India’s FDI outflows also improved significantly, with outward investments reaching US$ 23.8 billion in 2024, elevating the country to the 18th position globally. 

In the digital economy segment, India led all developing nations in attracting greenfield investment between 2020 and 2024, drawing in US$ 54 billion. Singapore followed with US$ 12 billion, ahead of Brazil, Malaysia, and China.

UNCTAD noted that the digital economy is expanding rapidly—at an annual rate of 10–12%—outpacing global GDP growth and becoming a key driver of value creation. Between 2020 and 2024, developing nations secured US$ 531 billion in greenfield digital projects, with India receiving the largest portion. The United States was the largest source of such investments, contributing 36% of all digital greenfield projects in developing economies.

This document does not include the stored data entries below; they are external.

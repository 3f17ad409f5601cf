//! Identifier normalization, validation and quoting.
//!
//! Source schemas name things in Portuguese, with and without accents, and
//! mix singular and plural forms. Target names are canonical English. The
//! mapping is a dictionary lookup keyed by an accent-folded lowercase form, so
//! `instituição`, `instituicao` and `INSTITUICAO` all resolve the same way.
//! Anything not in the dictionary is returned unchanged.
//!
//! SQL identifiers cannot be bound as parameters, so every name that reaches
//! generated SQL goes through [`escape_if_reserved`] or [`quote_pg`].

use crate::error::{MigrateError, Result};
use once_cell::sync::Lazy;
use sha2::{Digest, Sha256};
use std::collections::{HashMap, HashSet};
use unicode_normalization::char::is_combining_mark;
use unicode_normalization::UnicodeNormalization;

/// Maximum identifier length accepted by [`validate_identifier`].
/// MySQL allows 64 characters, PostgreSQL truncates at 63 bytes.
const MAX_IDENTIFIER_LENGTH: usize = 128;

/// PostgreSQL truncates identifiers longer than this many bytes.
pub const PG_MAX_IDENTIFIER_BYTES: usize = 63;

/// Suffix that marks a column as a reference to another table.
pub const FOREIGN_KEY_SUFFIX: &str = "_id";

/// Source table spellings -> canonical target table.
const TABLE_SYNONYMS: &[(&str, &str)] = &[
    ("curso", "courses"),
    ("cursos", "courses"),
    ("course", "courses"),
    ("instituicao", "institution"),
    ("instituicoes", "institution"),
    ("institutions", "institution"),
    ("usuario", "user"),
    ("usuarios", "user"),
    ("users", "user"),
    ("escola", "school"),
    ("escolas", "school"),
    ("schools", "school"),
    ("papel", "role"),
    ("papeis", "role"),
    ("perfil", "role"),
    ("perfis", "role"),
    ("roles", "role"),
    ("turma", "classes"),
    ("turmas", "classes"),
    ("class", "classes"),
    ("aula", "lessons"),
    ("aulas", "lessons"),
    ("lesson", "lessons"),
    ("modulo", "modules"),
    ("modulos", "modules"),
    ("module", "modules"),
    ("video", "videos"),
    ("categoria", "categories"),
    ("categorias", "categories"),
    ("category", "categories"),
    ("matricula", "enrollments"),
    ("matriculas", "enrollments"),
    ("enrollment", "enrollments"),
    ("professor", "teachers"),
    ("professores", "teachers"),
    ("teacher", "teachers"),
    ("aluno", "students"),
    ("alunos", "students"),
    ("student", "students"),
    ("questao", "questions"),
    ("questoes", "questions"),
    ("pergunta", "questions"),
    ("perguntas", "questions"),
    ("question", "questions"),
    ("resposta", "answers"),
    ("respostas", "answers"),
    ("answer", "answers"),
    ("certificado", "certificates"),
    ("certificados", "certificates"),
    ("certificate", "certificates"),
    ("comentario", "comments"),
    ("comentarios", "comments"),
    ("comment", "comments"),
    ("arquivo", "files"),
    ("arquivos", "files"),
    ("file", "files"),
    ("notificacao", "notifications"),
    ("notificacoes", "notifications"),
    ("notification", "notifications"),
    ("avaliacao", "assessments"),
    ("avaliacoes", "assessments"),
    ("assessment", "assessments"),
    ("curso_usuario", "course_user"),
    ("usuario_curso", "course_user"),
    ("turma_aluno", "class_student"),
    ("aluno_turma", "class_student"),
];

/// Source column words -> canonical target column. Entity words double as
/// the prefix of reference columns (`instituicao_id` -> `institution_id`).
const COLUMN_SYNONYMS: &[(&str, &str)] = &[
    ("nome", "name"),
    ("ativo", "active"),
    ("ativa", "active"),
    ("ordem", "order"),
    ("descricao", "description"),
    ("titulo", "title"),
    ("senha", "password"),
    ("telefone", "phone"),
    ("celular", "mobile_phone"),
    ("endereco", "address"),
    ("cidade", "city"),
    ("estado", "state"),
    ("pais", "country"),
    ("cep", "postal_code"),
    ("imagem", "image"),
    ("foto", "photo"),
    ("duracao", "duration"),
    ("conteudo", "content"),
    ("nota", "grade"),
    ("valor", "amount"),
    ("preco", "price"),
    ("quantidade", "quantity"),
    ("status", "status"),
    ("tipo", "type"),
    ("sobrenome", "last_name"),
    ("apelido", "nickname"),
    ("data_nascimento", "birth_date"),
    ("nascimento", "birth_date"),
    ("data_inicio", "start_date"),
    ("data_fim", "end_date"),
    ("data_criacao", "created_at"),
    ("criado_em", "created_at"),
    ("data_cadastro", "created_at"),
    ("data_atualizacao", "updated_at"),
    ("atualizado_em", "updated_at"),
    ("data_exclusao", "deleted_at"),
    ("excluido_em", "deleted_at"),
    ("instituicao", "institution"),
    ("usuario", "user"),
    ("escola", "school"),
    ("papel", "role"),
    ("perfil", "role"),
    ("curso", "course"),
    ("turma", "class"),
    ("aula", "lesson"),
    ("modulo", "module"),
    ("categoria", "category"),
    ("professor", "teacher"),
    ("aluno", "student"),
    ("questao", "question"),
    ("pergunta", "question"),
    ("resposta", "answer"),
    ("autor", "author"),
    ("responsavel", "owner"),
];

static TABLES: Lazy<HashMap<&'static str, &'static str>> =
    Lazy::new(|| TABLE_SYNONYMS.iter().copied().collect());

static COLUMNS: Lazy<HashMap<&'static str, &'static str>> =
    Lazy::new(|| COLUMN_SYNONYMS.iter().copied().collect());

/// PostgreSQL reserved key words (SQL Key Words appendix, "reserved" and
/// "reserved (can be function or type)").
static RESERVED_WORDS: Lazy<HashSet<&'static str>> = Lazy::new(|| {
    [
        "all", "analyse", "analyze", "and", "any", "array", "as", "asc", "asymmetric",
        "authorization", "binary", "both", "case", "cast", "check", "collate", "collation",
        "column", "concurrently", "constraint", "create", "cross", "current_catalog",
        "current_date", "current_role", "current_schema", "current_time", "current_timestamp",
        "current_user", "default", "deferrable", "desc", "distinct", "do", "else", "end",
        "except", "false", "fetch", "for", "foreign", "freeze", "from", "full", "grant",
        "group", "having", "ilike", "in", "initially", "inner", "intersect", "into", "is",
        "isnull", "join", "lateral", "leading", "left", "like", "limit", "localtime",
        "localtimestamp", "natural", "not", "notnull", "null", "offset", "on", "only", "or",
        "order", "outer", "overlaps", "placing", "primary", "references", "returning",
        "right", "select", "session_user", "similar", "some", "symmetric", "system_user",
        "table", "tablesample", "then", "to", "trailing", "true", "union", "unique", "user",
        "using", "variadic", "verbose", "when", "where", "window", "with",
    ]
    .into_iter()
    .collect()
});

/// Lowercase and strip accents: `Instituição` -> `instituicao`.
pub fn fold_key(name: &str) -> String {
    name.trim()
        .nfd()
        .filter(|c| !is_combining_mark(*c))
        .collect::<String>()
        .to_lowercase()
}

/// Translate a source table name with the built-in dictionary.
pub fn normalize_table_name(name: &str) -> String {
    IdentifierNormalizer::default().table(name)
}

/// Translate a source column name with the built-in dictionary.
pub fn normalize_column_name(name: &str) -> String {
    IdentifierNormalizer::default().column(name)
}

/// Name translation with optional user-supplied aliases.
///
/// Aliases are consulted first, then the built-in dictionary, then the name
/// is returned as given.
#[derive(Debug, Clone, Default)]
pub struct IdentifierNormalizer {
    tables: HashMap<String, String>,
    columns: HashMap<String, String>,
}

impl IdentifierNormalizer {
    /// Build a normalizer from configured table and column aliases.
    pub fn with_aliases(
        tables: &HashMap<String, String>,
        columns: &HashMap<String, String>,
    ) -> Self {
        let fold = |m: &HashMap<String, String>| {
            m.iter()
                .map(|(k, v)| (fold_key(k), v.clone()))
                .collect::<HashMap<_, _>>()
        };
        Self {
            tables: fold(tables),
            columns: fold(columns),
        }
    }

    /// Canonical target table name for a source (or already canonical) name.
    pub fn table(&self, name: &str) -> String {
        let key = fold_key(name);
        if let Some(alias) = self.tables.get(&key) {
            return alias.clone();
        }
        match TABLES.get(key.as_str()) {
            Some(canonical) => (*canonical).to_string(),
            None => name.to_string(),
        }
    }

    /// Canonical target column name.
    ///
    /// Reference columns whose prefix is a known entity word are rewritten
    /// prefix-first, so `escola_id` becomes `school_id` without a dedicated
    /// dictionary entry.
    pub fn column(&self, name: &str) -> String {
        let key = fold_key(name);
        if let Some(alias) = self.columns.get(&key) {
            return alias.clone();
        }
        if let Some(canonical) = COLUMNS.get(key.as_str()) {
            return (*canonical).to_string();
        }
        if let Some(prefix) = key.strip_suffix(FOREIGN_KEY_SUFFIX) {
            let word = self
                .columns
                .get(prefix)
                .map(String::as_str)
                .or_else(|| COLUMNS.get(prefix).copied());
            if let Some(word) = word {
                return format!("{}{}", word, FOREIGN_KEY_SUFFIX);
            }
        }
        name.to_string()
    }
}

/// Whether `name` is a PostgreSQL reserved word (case-insensitive).
pub fn is_reserved_word(name: &str) -> bool {
    RESERVED_WORDS.contains(name.to_lowercase().as_str())
}

fn is_plain_identifier(name: &str) -> bool {
    let mut chars = name.chars();
    match chars.next() {
        Some(c) if c.is_ascii_lowercase() || c == '_' => {}
        _ => return false,
    }
    chars.all(|c| c.is_ascii_lowercase() || c.is_ascii_digit() || c == '_' || c == '$')
}

/// Quote `name` for PostgreSQL if it is reserved or would not survive
/// unquoted (uppercase letters, spaces, punctuation). Never fails.
pub fn escape_if_reserved(name: &str) -> String {
    if is_plain_identifier(name) && !is_reserved_word(name) {
        name.to_string()
    } else {
        format!("\"{}\"", name.replace('"', "\"\""))
    }
}

/// Shorten a generated name to PostgreSQL's limit.
///
/// Over-long names keep their head and get an 8-hex-digit SHA-256 digest of
/// the full name appended, so distinct inputs stay distinct.
pub fn bounded_identifier(full: String) -> String {
    if full.len() <= PG_MAX_IDENTIFIER_BYTES {
        return full;
    }
    let digest = hex::encode(Sha256::digest(full.as_bytes()));
    let mut cut = PG_MAX_IDENTIFIER_BYTES - 9;
    while !full.is_char_boundary(cut) {
        cut -= 1;
    }
    format!("{}_{}", &full[..cut], &digest[..8])
}

/// Validate an identifier before it is embedded in SQL.
///
/// Rejects empty names, NUL bytes and names longer than
/// `MAX_IDENTIFIER_LENGTH`.
pub fn validate_identifier(name: &str) -> Result<()> {
    if name.is_empty() {
        return Err(MigrateError::Config(
            "Identifier cannot be empty".to_string(),
        ));
    }

    if name.contains('\0') {
        return Err(MigrateError::Config(format!(
            "Identifier contains null byte: {:?}",
            name
        )));
    }

    if name.len() > MAX_IDENTIFIER_LENGTH {
        return Err(MigrateError::Config(format!(
            "Identifier exceeds maximum length of {} bytes (got {} bytes): {:?}",
            MAX_IDENTIFIER_LENGTH,
            name.len(),
            name
        )));
    }

    Ok(())
}

/// Always-quoted PostgreSQL identifier.
pub fn quote_pg(name: &str) -> Result<String> {
    validate_identifier(name)?;
    Ok(format!("\"{}\"", name.replace('"', "\"\"")))
}

/// Backtick-quoted MySQL identifier.
pub fn quote_mysql(name: &str) -> Result<String> {
    validate_identifier(name)?;
    Ok(format!("`{}`", name.replace('`', "``")))
}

Greenfield activity in supply chain-intensive sectors—like electronics, automotive, machinery, and textiles—remained stable. Notably, four of the ten largest semiconductor megaprojects were announced in 2024, including one in India. Manufacturing growth in the country was further driven by investments in semiconductors and basic metals.

Global outlook for 2025 

What began as a year with hopes of modest growth has been overshadowed by mounting trade tensions, geopolitical fragmentation, and economic uncertainty, leading to significant downgrades in FDI projections. Key areas affected include GDP growth, capital investment, trade activity, financial market stability, and investor confidence. Preliminary data from 2025 reveal record-low levels of deal and project activity.

In light of these challenges, the World Investment Report urges bold and coordinated measures to steer investment toward sustainable and inclusive development, with particular emphasis on closing gaps in the digital economy, infrastructure, and sustainable finance.